また群馬エリアは4-5世紀と前半部に大型古墳が多く、埼玉では埼玉古墳群など5-6世紀と後半部に大型古墳が多い印象。
本庄の中では小山川、元小山川、女堀川の流域沿いに古墳は集中しており、旭・小島古墳群、長沖古墳群のように旧石器時代の遺跡を取り囲むように古墳が発見されている。利根川の流域に古墳が少ない印象を持ったが、利根川周辺は発掘深度の観点からまだ未採掘な点も多いとのこと。
利根川下流では集落が発見された事例もあるようで、本庄市の中では国道17号―利根川流域のエリアにまだ見ぬ遺跡があるのかもしれない。
特徴的な「笑った埴輪」
埴輪としては前の山古墳の盾持人物埴輪が「笑った埴輪」として全国的にも有名。目は三日月型に切り抜かれ、口は大きい。大きな口には上下に何かが嵌め込まれていたと思われる跡があるようだ。

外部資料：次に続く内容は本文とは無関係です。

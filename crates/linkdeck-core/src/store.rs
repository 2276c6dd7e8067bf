//! Unified storage interface
//!
//! The `Store` owns the in-memory deck and coordinates persistence: every
//! state-changing operation writes a fresh snapshot after mutating. When a
//! save fails the mutation has still been applied in memory; the error
//! surfaces so the caller can warn, and the session keeps working off the
//! in-memory state.
//!
//! ## Usage
//!
//! ```ignore
//! let mut store = Store::open()?;  // Loads existing snapshot or seeds
//!
//! // Add a bookmark
//! let bookmark = Bookmark::new("Example", "https://example.com");
//! store.add_bookmark(bookmark, "default")?;
//!
//! // Read state
//! for group in store.groups() {
//!     println!("{}: {} bookmarks", group.title, group.bookmarks.len());
//! }
//! ```

use anyhow::{Context, Result};
use tracing::warn;

use crate::config::Config;
use crate::deck::Deck;
use crate::models::{Bookmark, Group};
use crate::storage::JsonPersistence;

/// Unified storage interface for linkdeck
///
/// Owns the deck and keeps the JSON snapshot on disk in step with it.
pub struct Store {
    /// The in-memory deck (source of truth)
    deck: Deck,
    /// Snapshot persistence handler
    persistence: JsonPersistence,
    /// Configuration
    config: Config,
}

埴輪窯跡としては赤坂、宥勝寺裏、八幡山の三箇所が発見されている。関東地方の埴輪づくりは、西暦600年頃一斉に停止しているようで、その理由を知りたい。
ガラス玉から想像するシルクロードの道
薬師堂東遺跡では、ガラス小玉鋳型が出土した。鋳型は飛鳥時代に使われていたと目されており、鋳型に残るガラス成分を分析したところ、朝鮮半島の鉛ガラスが使用されていた。また長沖203古墳では出土した鋳型は、植物灰ガラスに銀箔を挟み込んだ構造になっており、ルーツはササン朝ペルシアにあるとのこと。シルクロードを通り、中国、朝鮮半島へ、そして埼玉県の本庄市へ。
シルクロードの終点である日本は、集積地でもある訳で、それを積年計測することで伝来の変遷、変容が分かるのかもしれない。
一つの市内に数百以上の遺跡があるのは純粋な驚きであった。
また残念ながら開発により消滅する遺跡もあるという課題についても付記しておきたい。